Records from a data collection:
○ ○ ○ ○

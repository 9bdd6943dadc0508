//! Transforms applied to per-client metric values before a statistic runs.

use analysis_core::ResolutionError;
use serde::{Deserialize, Serialize};

use crate::params::{ensure, parse_params, NoParams, Parameters};

#[derive(Debug, Clone, PartialEq, Serialize)]
#[serde(tag = "pre_treatment", rename_all = "snake_case")]
pub enum PreTreatment {
    RemoveNulls,
    RemoveIndefinites,
    CensorHighestValues { fraction: f64 },
    Log { base: f64 },
    NormalizeOverAnalysisPeriod,
}

impl PreTreatment {
    pub fn name(&self) -> &'static str {
        match self {
            PreTreatment::RemoveNulls => "remove_nulls",
            PreTreatment::RemoveIndefinites => "remove_indefinites",
            PreTreatment::CensorHighestValues { .. } => "censor_highest_values",
            PreTreatment::Log { .. } => "log",
            PreTreatment::NormalizeOverAnalysisPeriod => "normalize_over_analysis_period",
        }
    }
}

pub type PreTreatmentFactory =
    Box<dyn Fn(&str, &Parameters) -> Result<PreTreatment, ResolutionError> + Send + Sync>;

const KIND: &str = "pre-treatment";

pub fn builtin_pre_treatments() -> Vec<(&'static str, PreTreatmentFactory)> {
    vec![
        ("remove_nulls", Box::new(remove_nulls) as PreTreatmentFactory),
        ("remove_indefinites", Box::new(remove_indefinites) as PreTreatmentFactory),
        (
            "normalize_over_analysis_period",
            Box::new(normalize_over_analysis_period) as PreTreatmentFactory,
        ),
        ("censor_highest_values", Box::new(censor_highest_values) as PreTreatmentFactory),
        ("log", Box::new(log) as PreTreatmentFactory),
    ]
}

fn default_fraction() -> f64 {
    1.0 - 1e-5
}

fn default_base() -> f64 {
    10.0
}

#[derive(Deserialize)]
#[serde(deny_unknown_fields)]
struct CensorParams {
    #[serde(default = "default_fraction")]
    fraction: f64,
}

#[derive(Deserialize)]
#[serde(deny_unknown_fields)]
struct LogParams {
    #[serde(default = "default_base")]
    base: f64,
}

fn remove_nulls(name: &str, params: &Parameters) -> Result<PreTreatment, ResolutionError> {
    parse_params::<NoParams>(KIND, name, params)?;
    Ok(PreTreatment::RemoveNulls)
}

fn remove_indefinites(name: &str, params: &Parameters) -> Result<PreTreatment, ResolutionError> {
    parse_params::<NoParams>(KIND, name, params)?;
    Ok(PreTreatment::RemoveIndefinites)
}

fn normalize_over_analysis_period(
    name: &str,
    params: &Parameters,
) -> Result<PreTreatment, ResolutionError> {
    parse_params::<NoParams>(KIND, name, params)?;
    Ok(PreTreatment::NormalizeOverAnalysisPeriod)
}

fn censor_highest_values(name: &str, params: &Parameters) -> Result<PreTreatment, ResolutionError> {
    let CensorParams { fraction } = parse_params(KIND, name, params)?;
    ensure(KIND, name, fraction > 0.0 && fraction <= 1.0, "`fraction` must be in (0, 1]")?;
    Ok(PreTreatment::CensorHighestValues { fraction })
}

fn log(name: &str, params: &Parameters) -> Result<PreTreatment, ResolutionError> {
    let LogParams { base } = parse_params(KIND, name, params)?;
    ensure(KIND, name, base > 0.0 && base != 1.0, "`base` must be positive and not 1")?;
    Ok(PreTreatment::Log { base })
}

○ ○ ○ ○

#### How to complete this task
What is needed is the data above, output in full and exactly as it stands.

#### Response area
repository 9bdd6943dadc0508
//! Transforms applied to per-client metric values before a statistic runs.

use analysis_core::ResolutionError;
use serde::{Deserialize, Serialize};

use crate::params::{ensure, parse_params, NoParams, Parameters};

#[derive(Debug, Clone, PartialEq, Serialize)]
#[serde(tag = "pre_treatment", rename_all = "snake_case")]
pub enum PreTreatment {
    RemoveNulls,
    RemoveIndefinites,
    CensorHighestValues { fraction: f64 },
    Log { base: f64 },
    NormalizeOverAnalysisPeriod,
}

impl PreTreatment {
    pub fn name(&self) -> &'static str {
        match self {
            PreTreatment::RemoveNulls => "remove_nulls",
            PreTreatment::RemoveIndefinites => "remove_indefinites",
            PreTreatment::CensorHighestValues { .. } => "censor_highest_values",
            PreTreatment::Log { .. } => "log",
            PreTreatment::NormalizeOverAnalysisPeriod => "normalize_over_analysis_period",
        }
    }
}

pub type PreTreatmentFactory =
    Box<dyn Fn(&str, &Parameters) -> Result<PreTreatment, ResolutionError> + Send + Sync>;

const KIND: &str = "pre-treatment";

pub fn builtin_pre_treatments() -> Vec<(&'static str, PreTreatmentFactory)> {
    vec![
        ("remove_nulls", Box::new(remove_nulls) as PreTreatmentFactory),
        ("remove_indefinites", Box::new(remove_indefinites) as PreTreatmentFactory),
        (
            "normalize_over_analysis_period",
            Box::new(normalize_over_analysis_period) as PreTreatmentFactory,
        ),
        ("censor_highest_values", Box::new(censor_highest_values) as PreTreatmentFactory),
        ("log", Box::new(log) as PreTreatmentFactory),
    ]
}

fn default_fraction() -> f64 {
    1.0 - 1e-5
}

fn default_base() -> f64 {
    10.0
}

#[derive(Deserialize)]
#[serde(deny_unknown_fields)]
struct CensorParams {
    #[serde(default = "default_fraction")]
    fraction: f64,
}

#[derive(Deserialize)]
#[serde(deny_unknown_fields)]
struct LogParams {
    #[serde(default = "default_base")]
    base: f64,
}

fn remove_nulls(name: &str, params: &Parameters) -> Result<PreTreatment, ResolutionError> {
    parse_params::<NoParams>(KIND, name, params)?;
    Ok(PreTreatment::RemoveNulls)
}

fn remove_indefinites(name: &str, params: &Parameters) -> Result<PreTreatment, ResolutionError> {
    parse_params::<NoParams>(KIND, name, params)?;
    Ok(PreTreatment::RemoveIndefinites)
}

fn normalize_over_analysis_period(
    name: &str,
    params: &Parameters,
) -> Result<PreTreatment, ResolutionError> {
    parse_params::<NoParams>(KIND, name, params)?;
    Ok(PreTreatment::NormalizeOverAnalysisPeriod)
}

fn censor_highest_values(name: &str, params: &Parameters) -> Result<PreTreatment, ResolutionError> {
    let CensorParams { fraction } = parse_params(KIND, name, params)?;
    ensure(KIND, name, fraction > 0.0 && fraction <= 1.0, "`fraction` must be in (0, 1]")?;
    Ok(PreTreatment::CensorHighestValues { fraction })
}

fn log(name: &str, params: &Parameters) -> Result<PreTreatment, ResolutionError> {
    let LogParams { base } = parse_params(KIND, name, params)?;
    ensure(KIND, name, base > 0.0 && base != 1.0, "`base` must be positive and not 1")?;
    Ok(PreTreatment::Log { base })
}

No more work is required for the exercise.